//! Core domain logic for repo-audit
//!
//! This module contains pure business logic with no I/O dependencies.
//! All network access is abstracted through port traits.
//!
//! ## Architecture
//!
//! - `models/` - Domain types (Check, RepositoryId, CheckResult, RepositorySource)
//! - `services/` - Fetch fallback, pattern evaluation, check runs, report grouping
//! - `ports/` - Trait definitions for external dependencies

pub mod models;
pub mod ports;
pub mod services;
//! Local stand-in for the GitHub raw content host and search API
//!
//! Serves canned bodies by exact request URL (path plus query) and answers
//! 404 for everything else.

use std::collections::HashMap;
use std::sync::{Arc, Mutex};
use std::thread;

use tiny_http::{Response, Server};

pub struct FakeGithub {
    pub url: String,
    requests: Arc<Mutex<Vec<String>>>,
}

impl FakeGithub {
    /// Start serving `routes` (`"/owner/repo/branch/path"` -> body)
    pub fn start(routes: &[(&str, &str)]) -> Self {
        let server = Server::http("127.0.0.1:0").expect("failed to bind fake GitHub");
        let addr = server.server_addr().to_ip().expect("fake GitHub is not on TCP");
        let routes: HashMap<String, String> = routes
            .iter()
            .map(|(path, body)| ((*path).to_string(), (*body).to_string()))
            .collect();
        let requests = Arc::new(Mutex::new(Vec::new()));
        let seen = Arc::clone(&requests);

        thread::spawn(move || {
            for request in server.incoming_requests() {
                let url = request.url().to_string();
                seen.lock().unwrap().push(url.clone());
                let response = match routes.get(&url) {
                    Some(body) => Response::from_string(body.clone()),
                    None => Response::from_string("404: Not Found").with_status_code(404),
                };
                let _ = request.respond(response);
            }
        });

        Self {
            url: format!("http://{addr}"),
            requests,
        }
    }

    /// Request URLs received so far
    pub fn requests(&self) -> Vec<String> {
        self.requests.lock().unwrap().clone()
    }
}
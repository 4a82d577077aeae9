//! Audit command - resolve, fetch, check, report

use std::fs;
use std::path::PathBuf;

use anyhow::Context;
use chrono::{SecondsFormat, Utc};

use repo_audit::adapters::GithubClient;
use repo_audit::config::AuditConfig;
use repo_audit::core::services::{repository_source, resolve_repositories, run_audit};
use repo_audit::output::{JsonOutput, OutputMode, render};

/// Options for a single audit run
#[derive(Debug)]
pub struct AuditOptions {
    /// Configuration file
    pub config: PathBuf,
    /// Report destination
    pub report: PathBuf,
    /// Run only this check
    pub check: Option<String>,
    /// Console output mode
    pub mode: OutputMode,
}

/// Run the audit and write the report
///
/// Configuration problems fail before any check runs. Returns whether
/// every evaluated check passed.
pub fn audit(options: &AuditOptions) -> anyhow::Result<bool> {
    let config = AuditConfig::load(&options.config)
        .with_context(|| format!("Failed to load {}", options.config.display()))?;
    let checks = config.select_checks(options.check.as_deref())?;
    let source = repository_source(&config)?;

    let client = GithubClient::from_env(config.github.clone())?;
    let repositories = resolve_repositories(&source, &client)?;

    let results = run_audit(&client, &repositories, &checks);

    let generated_at = Utc::now();
    let rendered = render(&results, &config.checks, generated_at);

    fs::write(&options.report, &rendered.document)
        .with_context(|| format!("Failed to write report to {}", options.report.display()))?;

    match options.mode {
        OutputMode::Human => {
            print!("{}", rendered.console);
            println!("Report written to {}", options.report.display());
        },
        OutputMode::Json => {
            log::info!("Report written to {}", options.report.display());
            let output = JsonOutput {
                passed: rendered.report.all_passed(),
                generated_at: generated_at.to_rfc3339_opts(SecondsFormat::Secs, true),
                summary: &rendered.report,
                results: &results,
            };
            println!("{}", output.to_json());
        },
    }

    Ok(rendered.report.all_passed())
}
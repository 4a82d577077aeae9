//! GitHub adapter
//!
//! Implements [`RawFileSource`] against the raw content host and
//! [`RepositoryLister`] against the repository search API, both with a
//! blocking `reqwest` client shared for the whole run.

use std::time::Duration;

use reqwest::{StatusCode, Url};
use reqwest::blocking::{Client, Response};
use reqwest::header::ACCEPT;
use serde::Deserialize;

use crate::config::GithubEndpoints;
use crate::core::models::RepositoryId;
use crate::core::ports::{RawFileSource, RawResponse, RepositoryLister};
use crate::error::{AuditError, Result};

const REQUEST_TIMEOUT_SECS: u64 = 30;
const SEARCH_PAGE_SIZE: usize = 100;
// The search API never returns more than 1000 results
const SEARCH_RESULT_LIMIT: usize = 1000;
const API_MEDIA_TYPE: &str = "application/vnd.github+json";
const USER_AGENT: &str = concat!("repo-audit/", env!("CARGO_PKG_VERSION"));

/// Environment variable holding an optional GitHub token
pub const TOKEN_ENV: &str = "GITHUB_TOKEN";

/// GitHub HTTP client
#[derive(Debug, Clone)]
pub struct GithubClient {
    client: Client,
    endpoints: GithubEndpoints,
    token: Option<String>,
}

#[derive(Debug, Deserialize)]
struct SearchPage {
    total_count: usize,
    items: Vec<SearchItem>,
}

#[derive(Debug, Deserialize)]
struct SearchItem {
    full_name: String,
}

impl GithubClient {
    /// Build a client for the given endpoints
    ///
    /// # Errors
    ///
    /// Returns [`AuditError::Fetch`] if the HTTP client cannot be built.
    pub fn new(endpoints: GithubEndpoints, token: Option<String>) -> Result<Self> {
        let client = Client::builder()
            .timeout(Duration::from_secs(REQUEST_TIMEOUT_SECS))
            .user_agent(USER_AGENT)
            .build()
            .map_err(|e| AuditError::Fetch {
                url: endpoints.raw_url.clone(),
                message: format!("Failed to create HTTP client: {e}"),
            })?;

        Ok(Self {
            client,
            endpoints,
            token,
        })
    }

    /// Build a client, reading the token from `GITHUB_TOKEN`
    pub fn from_env(endpoints: GithubEndpoints) -> Result<Self> {
        let token = std::env::var(TOKEN_ENV).ok().filter(|t| !t.is_empty());
        if token.is_none() {
            log::debug!("{TOKEN_ENV} not set, using unauthenticated requests");
        }
        Self::new(endpoints, token)
    }

    /// URL of a file on a branch
    ///
    /// Every path segment is percent-encoded.
    pub fn raw_url(&self, repository: &RepositoryId, branch: &str, path: &str) -> Result<Url> {
        let mut url = parse_base(&self.endpoints.raw_url)?;
        url.path_segments_mut()
            .map_err(|()| invalid_base(&self.endpoints.raw_url))?
            .pop_if_empty()
            .extend([repository.owner(), repository.name(), branch])
            .extend(path.split('/').filter(|segment| !segment.is_empty()));
        Ok(url)
    }

    fn search_url(&self, organization: &str, topic: &str, page: usize) -> Result<Url> {
        let mut url = parse_base(&self.endpoints.api_url)?;
        url.path_segments_mut()
            .map_err(|()| invalid_base(&self.endpoints.api_url))?
            .pop_if_empty()
            .extend(["search", "repositories"]);
        url.query_pairs_mut()
            .append_pair("q", &format!("org:{organization} topic:{topic}"))
            .append_pair("per_page", &SEARCH_PAGE_SIZE.to_string())
            .append_pair("page", &page.to_string());
        Ok(url)
    }

    fn get(&self, url: &Url, accept: Option<&str>) -> Result<Response> {
        let mut request = self.client.get(url.clone());
        if let Some(accept) = accept {
            request = request.header(ACCEPT, accept);
        }
        if let Some(token) = &self.token {
            request = request.bearer_auth(token);
        }

        request.send().map_err(|e| AuditError::Fetch {
            url: url.to_string(),
            message: if e.is_timeout() {
                "request timed out".to_string()
            } else if e.is_connect() {
                format!("connection failed: {e}")
            } else {
                e.to_string()
            },
        })
    }
}

fn parse_base(base: &str) -> Result<Url> {
    Url::parse(base).map_err(|e| AuditError::Fetch {
        url: base.to_string(),
        message: format!("invalid base URL: {e}"),
    })
}

fn invalid_base(base: &str) -> AuditError {
    AuditError::Fetch {
        url: base.to_string(),
        message: "base URL cannot carry a path".to_string(),
    }
}

impl RawFileSource for GithubClient {
    fn get_raw(&self, repository: &RepositoryId, branch: &str, path: &str) -> Result<RawResponse> {
        let url = self.raw_url(repository, branch, path)?;
        log::debug!("GET {url}");

        let response = self.get(&url, None)?;
        let status = response.status();
        if !status.is_success() {
            return Ok(RawResponse::Missing(status.as_u16()));
        }

        response.text().map(RawResponse::Found).map_err(|e| AuditError::Fetch {
            url: url.to_string(),
            message: format!("failed to read body: {e}"),
        })
    }
}

impl RepositoryLister for GithubClient {
    fn list_by_topic(&self, organization: &str, topic: &str) -> Result<Vec<String>> {
        let mut repositories = Vec::new();

        for page in 1.. {
            let url = self.search_url(organization, topic, page)?;
            log::debug!("GET {url}");

            let response = self.get(&url, Some(API_MEDIA_TYPE))?;
            let status = response.status();
            if status != StatusCode::OK {
                return Err(AuditError::Fetch {
                    url: url.to_string(),
                    message: format!("HTTP {status}"),
                });
            }

            let body: SearchPage = response.json().map_err(|e| AuditError::Fetch {
                url: url.to_string(),
                message: format!("unexpected search response: {e}"),
            })?;

            let received = body.items.len();
            repositories.extend(body.items.into_iter().map(|item| item.full_name));

            if received < SEARCH_PAGE_SIZE
                || repositories.len() >= body.total_count
                || repositories.len() >= SEARCH_RESULT_LIMIT
            {
                break;
            }
        }

        Ok(repositories)
    }
}
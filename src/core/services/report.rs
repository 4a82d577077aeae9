//! Report service - groups failures for display
//!
//! Builds an [`AuditReport`] from a completed, immutable result list. The
//! `requires` relation is resolved with a plain `(check, repository)` index;
//! it only annotates failures and never affects which checks ran.

use std::collections::{BTreeMap, HashMap};

use serde::Serialize;

use crate::core::models::{Check, CheckResult};

/// Why a check failed, as shown to the user
#[derive(Debug, Clone, PartialEq, Eq, Serialize)]
#[serde(tag = "kind", content = "message", rename_all = "snake_case")]
pub enum FailureKind {
    /// The file exists on neither branch
    FileNotFound,
    /// Fetch, identifier or pattern error, shown verbatim
    Error(String),
    /// The file was read but the pattern test did not pass
    PatternNotFound,
}

impl FailureKind {
    /// Classify a failed result
    #[must_use]
    pub fn classify(result: &CheckResult) -> Self {
        match &result.error {
            None => Self::PatternNotFound,
            Some(_) if result.is_file_not_found() => Self::FileNotFound,
            Some(message) => Self::Error(message.clone()),
        }
    }
}

/// A required check that also failed for the same repository
#[derive(Debug, Clone, PartialEq, Eq, Serialize)]
pub struct Prerequisite {
    /// Name of the required check
    pub check: String,
    /// Reason given in the `requires` entry
    #[serde(skip_serializing_if = "Option::is_none")]
    pub reason: Option<String>,
}

/// One failed (repository, check) pair
#[derive(Debug, Clone, PartialEq, Eq, Serialize)]
pub struct Failure {
    /// Repository identifier
    pub repository: String,
    /// Check name
    pub check: String,
    /// File the check inspected
    pub file_path: String,
    /// Failure classification
    pub kind: FailureKind,
    /// Failed prerequisites to fix first
    #[serde(skip_serializing_if = "Vec::is_empty")]
    pub prerequisites: Vec<Prerequisite>,
}

/// Failures of one check within one repository
#[derive(Debug, Clone, PartialEq, Eq, Serialize)]
pub struct RepositoryFailures {
    /// Repository identifier
    pub repository: String,
    /// Failures in evaluation order
    pub failures: Vec<Failure>,
}

/// All failures of one check
#[derive(Debug, Clone, PartialEq, Eq, Serialize)]
pub struct CheckFailures {
    /// Check name
    pub check: String,
    /// Check description, if configured
    #[serde(skip_serializing_if = "Option::is_none")]
    pub description: Option<String>,
    /// Failures grouped by repository, alphabetical
    pub repositories: Vec<RepositoryFailures>,
}

impl CheckFailures {
    /// Number of failures across all repositories
    #[must_use]
    pub fn failure_count(&self) -> usize {
        self.repositories.iter().map(|r| r.failures.len()).sum()
    }
}

/// Grouped view of a completed audit
#[derive(Debug, Clone, PartialEq, Eq, Serialize)]
pub struct AuditReport {
    /// Number of results
    pub total: usize,
    /// Number of passed results
    pub passed: usize,
    /// Number of failed results
    pub failed: usize,
    /// Failures grouped by check, alphabetical
    pub checks: Vec<CheckFailures>,
}

impl AuditReport {
    /// Group results for display
    ///
    /// `checks` supplies descriptions and `requires` links; results for
    /// checks missing from it are still reported, just without annotations.
    #[must_use]
    pub fn build(results: &[CheckResult], checks: &[Check]) -> Self {
        let by_name: HashMap<&str, &Check> = checks.iter().map(|c| (c.name.as_str(), c)).collect();
        let index: HashMap<(&str, &str), &CheckResult> = results
            .iter()
            .map(|r| ((r.check.as_str(), r.repository.as_str()), r))
            .collect();

        let mut grouped: BTreeMap<&str, BTreeMap<&str, Vec<Failure>>> = BTreeMap::new();
        for result in results.iter().filter(|r| !r.passed) {
            let prerequisites = by_name
                .get(result.check.as_str())
                .map(|check| failed_prerequisites(check, &result.repository, &index))
                .unwrap_or_default();

            grouped
                .entry(result.check.as_str())
                .or_default()
                .entry(result.repository.as_str())
                .or_default()
                .push(Failure {
                    repository: result.repository.clone(),
                    check: result.check.clone(),
                    file_path: result.file_path.clone(),
                    kind: FailureKind::classify(result),
                    prerequisites,
                });
        }

        let groups = grouped
            .into_iter()
            .map(|(check, repositories)| CheckFailures {
                check: check.to_string(),
                description: by_name.get(check).and_then(|c| c.description.clone()),
                repositories: repositories
                    .into_iter()
                    .map(|(repository, failures)| RepositoryFailures {
                        repository: repository.to_string(),
                        failures,
                    })
                    .collect(),
            })
            .collect();

        let passed = results.iter().filter(|r| r.passed).count();
        Self {
            total: results.len(),
            passed,
            failed: results.len() - passed,
            checks: groups,
        }
    }

    /// Whether there were no failures
    #[must_use]
    pub const fn all_passed(&self) -> bool {
        self.failed == 0
    }
}

fn failed_prerequisites(
    check: &Check,
    repository: &str,
    index: &HashMap<(&str, &str), &CheckResult>,
) -> Vec<Prerequisite> {
    check
        .requires
        .iter()
        .filter(|req| {
            index
                .get(&(req.check.as_str(), repository))
                .is_some_and(|r| !r.passed)
        })
        .map(|req| Prerequisite {
            check: req.check.clone(),
            reason: req.reason.clone(),
        })
        .collect()
}
//! Tests for the Check and RepositoryId models

use repo_audit::core::models::{Check, RepositoryId};

use crate::common::CheckBuilder;

mod applies_to {
    use super::*;

    #[test]
    fn enabled_check_applies_everywhere() {
        let check = CheckBuilder::new("a").build();
        assert!(check.applies_to("acme/widgets"));
        assert!(check.applies_to("anything at all"));
    }

    #[test]
    fn disabled_check_applies_nowhere() {
        let check = CheckBuilder::new("a").disabled().build();
        assert!(!check.applies_to("acme/widgets"));
    }

    #[test]
    fn exclusion_is_exact_match() {
        let check = CheckBuilder::new("a").exclude("acme/widgets").build();
        assert!(!check.applies_to("acme/widgets"));
        assert!(check.applies_to("acme/widgets-2"));
        assert!(check.applies_to("ACME/widgets"));
    }
}

mod serde_shape {
    use super::*;

    #[test]
    fn camel_case_round_trip_keeps_optional_fields_out() {
        let check = Check::new("has-license", "LICENSE", "MIT");
        let json = serde_json::to_string(&check).unwrap();
        assert_eq!(
            json,
            r#"{"name":"has-license","file":"LICENSE","pattern":"MIT","enabled":true}"#
        );
    }

    #[test]
    fn full_check_deserializes() {
        let check: Check = serde_json::from_str(
            r#"{
                "name": "ci",
                "file": ".github/workflows/ci.yml",
                "pattern": "cargo test",
                "description": "CI runs the tests",
                "enabled": false,
                "requires": [{"check": "has-ci"}],
                "exclude": [{"repository": "acme/docs", "reason": "no code"}]
            }"#,
        )
        .unwrap();

        assert_eq!(check.description.as_deref(), Some("CI runs the tests"));
        assert!(!check.enabled);
        assert_eq!(check.requires[0].check, "has-ci");
        assert!(check.requires[0].reason.is_none());
        assert_eq!(check.exclude[0].reason.as_deref(), Some("no code"));
    }
}

mod repository_id {
    use super::*;

    #[test]
    fn from_str_parses() {
        let id: RepositoryId = "acme/widgets".parse().unwrap();
        assert_eq!((id.owner(), id.name()), ("acme", "widgets"));
    }

    #[test]
    fn error_message_names_format() {
        let err = "widgets".parse::<RepositoryId>().unwrap_err();
        assert_eq!(
            err.to_string(),
            "Invalid repository identifier 'widgets': expected 'owner/repo'"
        );
    }
}
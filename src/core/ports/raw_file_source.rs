//! Raw file source port
//!
//! Defines the interface for reading a single file from a repository branch.

use crate::core::models::RepositoryId;
use crate::error::Result;

/// Response to a single raw file request
#[derive(Debug, Clone, PartialEq, Eq)]
pub enum RawResponse {
    /// The branch served the file; body is returned verbatim
    Found(String),
    /// The server answered with a non-success status
    Missing(u16),
}

/// Source of raw file contents
///
/// Implementations return `Err` only for transport failures. Any HTTP
/// answer, successful or not, is a `RawResponse`.
pub trait RawFileSource {
    /// Request `path` from `branch` of `repository`
    fn get_raw(&self, repository: &RepositoryId, branch: &str, path: &str) -> Result<RawResponse>;
}
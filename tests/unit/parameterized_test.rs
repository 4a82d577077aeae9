//! Parameterized tests using test-case

use repo_audit::core::models::RepositoryId;
use repo_audit::core::services::evaluate;
use test_case::test_case;

// =============================================================================
// Pattern Evaluation
// =============================================================================

#[test_case("MIT License", "MIT", true ; "plain match")]
#[test_case("Apache License", "MIT", false ; "plain miss")]
#[test_case("no todos here", "!TODO", true ; "negated miss passes")]
#[test_case("// TODO: fix", "!TODO", false ; "negated match fails")]
#[test_case("edition = \"2021\"", r#"edition\s*=\s*"20(21|24)""#, true ; "regex alternation")]
#[test_case("a\nb", "a.b", false ; "dot does not cross newline")]
#[test_case("a\nb", "(?s)a.b", true ; "inline dotall flag")]
#[test_case("README", "^READ", true ; "anchor at content start")]
#[test_case("x\nREADME", "^READ", false ; "anchor is not per line")]
#[test_case("", "!anything", true ; "empty content negated")]
fn test_evaluate(content: &str, pattern: &str, expected: bool) {
    assert_eq!(evaluate(content, pattern).unwrap(), expected);
}

#[test_case("(" ; "open group")]
#[test_case("![" ; "negated open class")]
#[test_case("a{2,1}" ; "bad repetition")]
fn test_malformed_pattern(pattern: &str) {
    let err = evaluate("content", pattern).unwrap_err();
    assert!(err.to_string().starts_with(&format!("Invalid pattern '{pattern}'")));
}

// =============================================================================
// Repository Identifiers
// =============================================================================

#[test_case("acme/widgets", true ; "owner and repo")]
#[test_case("acme-inc/widgets.rs", true ; "punctuation allowed")]
#[test_case("acme", false ; "no slash")]
#[test_case("acme/", false ; "empty repo")]
#[test_case("/widgets", false ; "empty owner")]
#[test_case("acme/widgets/extra", false ; "too many segments")]
#[test_case("", false ; "empty string")]
fn test_repository_id(input: &str, valid: bool) {
    assert_eq!(RepositoryId::parse(input).is_ok(), valid);
}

What needs to be done -> Among the entries, find each line that includes the string "AuditError" and copy it.

Exercise output ->
use crate::error::{AuditError, Result};
    /// Returns [`AuditError::Fetch`] if the HTTP client cannot be built.
            .map_err(|e| AuditError::Fetch {
        request.send().map_err(|e| AuditError::Fetch {
    Url::parse(base).map_err(|e| AuditError::Fetch {
fn invalid_base(base: &str) -> AuditError {
    AuditError::Fetch {
        response.text().map(RawResponse::Found).map_err(|e| AuditError::Fetch {
                return Err(AuditError::Fetch {
            let body: SearchPage = response.json().map_err(|e| AuditError::Fetch {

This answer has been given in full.